> [Exercise requirements] From the records below, transcribe exactly the lines that begin at the line with "pub fn packet_number(&self)" and end at the line with "pub fn application(error_code: u16, reason: &str)", both included.

Saved entries
----------

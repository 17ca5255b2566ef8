use crate::error::TransportError;
use crate::protocol::varint::{put_varint, try_get_varint};
use bytes::{Buf, BufMut, Bytes, BytesMut};

const FRAME_TYPE_CRYPTO: u8 = 0x06;

/// A slice of the TLS handshake byte stream at a given offset. Produced and
///  consumed by the handshake machinery; the reliability core only buffers
///  and resends it.
#[derive(Clone, Debug, PartialEq, Eq)]
pub struct CryptoFrame {
    offset: u64,
    data: Bytes,
}

impl CryptoFrame {
    pub fn new(offset: u64, data: Bytes) -> CryptoFrame {
        CryptoFrame { offset, data }
    }

    pub fn offset(&self) -> u64 {
        self.offset
    }

    pub fn data(&self) -> &Bytes {
        &self.data
    }

    pub fn ser(&self, buf: &mut BytesMut) {
        buf.put_u8(FRAME_TYPE_CRYPTO);
        put_varint(buf, self.offset);
        put_varint(buf, self.data.len() as u64);
        buf.put_slice(&self.data);
    }

    pub fn deser(buf: &mut impl Buf) -> Result<CryptoFrame, TransportError> {
        if !buf.has_remaining() {
            return Err(TransportError::Truncated);
        }
        match buf.get_u8() {
            FRAME_TYPE_CRYPTO => {}
            type_byte => return Err(TransportError::UnsupportedFrame { type_byte }),
        }

        let offset = try_get_varint(buf)?;
        let len = try_get_varint(buf)? as usize;
        if buf.remaining() < len {
            return Err(TransportError::Truncated);
        }
        Ok(CryptoFrame { offset, data: buf.copy_to_bytes(len) })
    }
}

#[cfg(test)]
mod tests {
    use super::*;

    #[test]
    fn test_roundtrip() {
        let frame = CryptoFrame::new(64, Bytes::from_static(&[1, 2, 3]));

        let mut buf = BytesMut::new();
        frame.ser(&mut buf);
        assert_eq!(buf.as_ref(), &[0x06, 0x40, 0x40, 3, 1, 2, 3]);

        assert_eq!(CryptoFrame::deser(&mut buf.freeze()).unwrap(), frame);
    }

    #[test]
    fn test_truncated_data() {
        let bytes = vec![0x06, 0, 5, 1, 2];
        assert_eq!(CryptoFrame::deser(&mut bytes.as_slice()), Err(TransportError::Truncated));
    }
}
use crate::protocol::connection_id::ConnectionId;
use crate::protocol::frames::Frame;
use crate::protocol::packet_number::PacketNumber;

#[derive(Copy, Clone, Debug, PartialEq, Eq)]
pub enum PacketType {
    Initial,
    ZeroRtt,
    Handshake,
    Retry,
    Short,
}

/// The key epoch a packet was protected under. Retired buffered packets must
///  never be resent under a different epoch's keys.
#[derive(Copy, Clone, Debug, PartialEq, Eq, Hash)]
pub enum EncryptionLevel {
    Initial,
    Handshake,
    OneRtt,
}

impl PacketType {
    pub fn encryption_level(&self) -> EncryptionLevel {
        match self {
            PacketType::Initial | PacketType::Retry => EncryptionLevel::Initial,
            PacketType::Handshake => EncryptionLevel::Handshake,
            PacketType::ZeroRtt | PacketType::Short => EncryptionLevel::OneRtt,
        }
    }
}

/// The ordered frame sequence of one packet.
#[derive(Clone, Debug, PartialEq, Eq)]
pub struct Payload {
    frames: Vec<Frame>,
}

impl Payload {
    pub fn new(frames: Vec<Frame>) -> Payload {
        Payload { frames }
    }

    pub fn frames(&self) -> &[Frame] {
        &self.frames
    }

    pub fn is_ack_eliciting(&self) -> bool {
        self.frames.iter().any(Frame::is_ack_eliciting)
    }

    pub fn has_application_data(&self) -> bool {
        self.frames.iter()
            .any(|f| matches!(f, Frame::Stream(_) | Frame::ResetStream(_)))
    }
}

/// An immutable record of one transmitted or received packet. Connection ids
///  are optional on some packet types and therefore Option-typed; there is
///  no sentinel id.
#[derive(Clone, Debug, PartialEq, Eq)]
pub struct Packet {
    packet_type: PacketType,
    destination_id: Option<ConnectionId>,
    source_id: Option<ConnectionId>,
    packet_number: PacketNumber,
    payload: Payload,
}

impl Packet {
    pub fn new(
        packet_type: PacketType,
        destination_id: Option<ConnectionId>,
        source_id: Option<ConnectionId>,
        packet_number: PacketNumber,
        payload: Payload,
    ) -> Packet {
        Packet { packet_type, destination_id, source_id, packet_number, payload }
    }

    /// A short-header packet: no source id on the wire.
    pub fn short(
        destination_id: Option<ConnectionId>,
        packet_number: PacketNumber,
        payload: Payload,
    ) -> Packet {
        Packet::new(PacketType::Short, destination_id, None, packet_number, payload)
    }

    pub fn packet_type(&self) -> PacketType {
        self.packet_type
    }

    pub fn destination_id(&self) -> Option<&ConnectionId> {
        self.destination_id.as_ref()
    }

    pub fn source_id(&self) -> Option<&ConnectionId> {
        self.source_id.as_ref()
    }

    pub fn packet_number(&self) -> PacketNumber {
        self.packet_number
    }

    pub fn payload(&self) -> &Payload {
        &self.payload
    }

    pub fn encryption_level(&self) -> EncryptionLevel {
        self.packet_type.encryption_level()
    }

    /// Returns this packet extended by one frame at the end of the payload.
    pub fn with_frame(mut self, frame: Frame) -> Packet {
        self.payload.frames.push(frame);
        self
    }
}
use crate::error::TransportError;
use crate::protocol::varint::{put_varint, try_get_varint};
use bytes::{Buf, BufMut, BytesMut};

const FRAME_TYPE_TRANSPORT_CLOSE: u8 = 0x1c;
const FRAME_TYPE_APPLICATION_CLOSE: u8 = 0x1d;

/// CONNECTION_CLOSE in both its transport (0x1c) and application (0x1d)
///  flavours. Only the transport flavour carries the frame type that
///  triggered the close.
#[derive(Clone, Debug, PartialEq, Eq)]
pub struct ConnectionCloseFrame {
    application: bool,
    error_code: u16,
    triggering_frame_type: u64,
    reason: String,
}

impl ConnectionCloseFrame {
    pub fn transport(error_code: u16, triggering_frame_type: u64, reason: &str) -> ConnectionCloseFrame {
        ConnectionCloseFrame {
            application: false,
            error_code,
            triggering_frame_type,
            reason: reason.to_string(),
        }
    }

    pub fn application(error_code: u16, reason: &str) -> ConnectionCloseFrame {
        ConnectionCloseFrame {
            application: true,
            error_code,
            triggering_frame_type: 0,
            reason: reason.to_string(),
        }
    }

    pub fn is_application(&self) -> bool {
        self.application
    }

    pub fn error_code(&self) -> u16 {
        self.error_code
    }

    pub fn triggering_frame_type(&self) -> u64 {
        self.triggering_frame_type
    }

    pub fn reason(&self) -> &str {
        &self.reason
    }

    pub fn ser(&self, buf: &mut BytesMut) {
        if self.application {
            buf.put_u8(FRAME_TYPE_APPLICATION_CLOSE);
        } else {
            buf.put_u8(FRAME_TYPE_TRANSPORT_CLOSE);
        }

        buf.put_u16(self.error_code);
        if !self.application {
            put_varint(buf, self.triggering_frame_type);
        }
        put_varint(buf, self.reason.len() as u64);
        buf.put_slice(self.reason.as_bytes());
    }

    pub fn deser(buf: &mut impl Buf) -> Result<ConnectionCloseFrame, TransportError> {
        if !buf.has_remaining() {
            return Err(TransportError::Truncated);
        }
        let application = match buf.get_u8() {
            FRAME_TYPE_TRANSPORT_CLOSE => false,
            FRAME_TYPE_APPLICATION_CLOSE => true,
            type_byte => return Err(TransportError::UnsupportedFrame { type_byte }),
        };

        if buf.remaining() < 2 {
            return Err(TransportError::Truncated);
        }
        let error_code = buf.get_u16();

        let triggering_frame_type = if application { 0 } else { try_get_varint(buf)? };

        let reason_len = try_get_varint(buf)? as usize;
        if buf.remaining() < reason_len {
            return Err(TransportError::Truncated);
        }
        let mut reason_bytes = vec![0u8; reason_len];
        buf.copy_to_slice(&mut reason_bytes);
        let reason = String::from_utf8(reason_bytes)
            .map_err(|_| TransportError::InvalidReason)?;

        Ok(ConnectionCloseFrame { application, error_code, triggering_frame_type, reason })
    }
}

#[cfg(test)]
mod tests {
    use super::*;
    use rstest::rstest;

    #[rstest]
    #[case::transport(
        ConnectionCloseFrame::transport(0x0a, 0x02, "bad"),
        vec![0x1c, 0x00, 0x0a, 0x02, 3, b'b', b'a', b'd'])]
    #[case::transport_no_reason(
        ConnectionCloseFrame::transport(0x01, 0, ""),
        vec![0x1c, 0x00, 0x01, 0, 0])]
    #[case::application(
        ConnectionCloseFrame::application(7, "done"),
        vec![0x1d, 0x00, 0x07, 4, b'd', b'o', b'n', b'e'])]
    fn test_roundtrip(#[case] frame: ConnectionCloseFrame, #[case] expected: Vec<u8>) {
        let mut buf = BytesMut::new();
        frame.ser(&mut buf);
        assert_eq!(buf.as_ref(), expected.as_slice());

        assert_eq!(ConnectionCloseFrame::deser(&mut buf.freeze()).unwrap(), frame);
    }

    #[test]
    fn test_invalid_utf8_reason() {
        let bytes = vec![0x1d, 0x00, 0x07, 2, 0xff, 0xfe];
        assert_eq!(
            ConnectionCloseFrame::deser(&mut bytes.as_slice()),
            Err(TransportError::InvalidReason)
        );
    }

    #[test]
    fn test_truncated_reason() {
        let bytes = vec![0x1c, 0x00, 0x0a, 0x02, 5, b'b'];
        assert_eq!(
            ConnectionCloseFrame::deser(&mut bytes.as_slice()),
            Err(TransportError::Truncated)
        );
    }
}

----------

> [Exercise response]
    pub fn packet_number(&self) -> PacketNumber {
        self.packet_number
    }

    pub fn payload(&self) -> &Payload {
        &self.payload
    }

    pub fn encryption_level(&self) -> EncryptionLevel {
        self.packet_type.encryption_level()
    }

    /// Returns this packet extended by one frame at the end of the payload.
    pub fn with_frame(mut self, frame: Frame) -> Packet {
        self.payload.frames.push(frame);
        self
    }
}
use crate::error::TransportError;
use crate::protocol::varint::{put_varint, try_get_varint};
use bytes::{Buf, BufMut, BytesMut};

const FRAME_TYPE_TRANSPORT_CLOSE: u8 = 0x1c;
const FRAME_TYPE_APPLICATION_CLOSE: u8 = 0x1d;

/// CONNECTION_CLOSE in both its transport (0x1c) and application (0x1d)
///  flavours. Only the transport flavour carries the frame type that
///  triggered the close.
#[derive(Clone, Debug, PartialEq, Eq)]
pub struct ConnectionCloseFrame {
    application: bool,
    error_code: u16,
    triggering_frame_type: u64,
    reason: String,
}

impl ConnectionCloseFrame {
    pub fn transport(error_code: u16, triggering_frame_type: u64, reason: &str) -> ConnectionCloseFrame {
        ConnectionCloseFrame {
            application: false,
            error_code,
            triggering_frame_type,
            reason: reason.to_string(),
        }
    }

    pub fn application(error_code: u16, reason: &str) -> ConnectionCloseFrame {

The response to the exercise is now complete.